I could have done all this manually too but it would have taken longer and I probably would have skimped out on some tests and gave up and hacked a few things in out of expedience.

Did the LLM get things wrong on occasion? Yes. Make up api methods that don't exist? Yes. Skip over obvious standard straightforward and simple solutions in favor of some rat's nest convoluted way to achieve the same goal? Yes.

But that is why I'm here. It's a different style of programming (and one that I don't enjoy nearly as much as pounding the keyboard). It's more high level thinking and code review involved and less worrying about implementation detail.

It might not work as well in domains which training data doesn't exist in. Also certainly if someone expects to come in with no knowledge and just paste code without understanding, reading and pushing back, they will have a non working mess pretty shortly. But overall these tools dramatically increase productivity in some domains is my opinion.

ChainOfFools · 2024-09-27T16:17:15 1727453835

> but I'm slowly starting to suspect that most of it is just covert shilling by vested persons.

It's almost as if the horde of former kleptocurrency bros have found a promising new seam of fool's gold to mine

achempion · 2024-09-27T13:54:42 1727445282

I have the same observation as well.
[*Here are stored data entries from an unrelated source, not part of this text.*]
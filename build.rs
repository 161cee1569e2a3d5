use anyhow::*;
use fs_extra::copy_items;
use fs_extra::dir::CopyOptions;
use glob::glob;
use std::env;

fn main() -> Result<()> {
    // Ship res/ next to the build output so native runs find the world bundle.
    for entry in glob("res/**/*")? {
        println!("cargo:rerun-if-changed={}", entry?.display());
    }

    let out_dir = env::var("OUT_DIR")?;
    let mut copy_options = CopyOptions::new();
    copy_options.overwrite = true;
    copy_items(&["res/"], out_dir, &copy_options)?;

    Ok(())
}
The hype is getting generated mostly by people who're selling AI courses or AI-related products.

It works well as a smart documentation search where you can ask follow-up questions or when you know what the output should look like if you see it but can't type it directly from the memory.

For code assistants (aka copilot / cursor), it works if you don't care about the code at all and ok with any solution if it's barely working (I'm ok with such code for my emacs configuration).

meiraleal · 2024-09-27T15:14:21 1727450061

LLMs are great to go from 0 to 2b but you wanted to go to 1 so you remove and modify lots of things, get back to 1 and then go to 2.

Lots of people are terrible at going from 0 to 1 in any project. Me included. LLMs helped me a lot solving this issue. It is so much easier to iterate over something.

kranuckle · 2024-09-29T03:07:16 1727579236

I think it’s more that if you want to believe it’s magic future tech then it looks like it.

If you aren’t on board then it looks impressive but flawed and not even close to living up to the hype.

flir · 2024-09-27T13:48:22 1727444902

Just for fun, give it a function you wrote, and ask it if it can make any improvements. I reckon I accept about a third of what it suggests.

mattgreenrocks · 2024-09-27T15:02:48 1727449368

Not a bad use, though I argue being able to do that critique yourself has a compounding effect over time that is worthwhile.

flir · 2024-09-27T15:26:34 1727450794

Well... I have to critique the critique, else how do I know which two thirds to reject?

In theory I'm learning from the LLM during this process (much like a real code review). In practice, it's very rare that it teaches me something, it's just more careful than I am. I don't think I'm ever going to be less slap-dash, unfortunately, so it's a useful adjunct for me.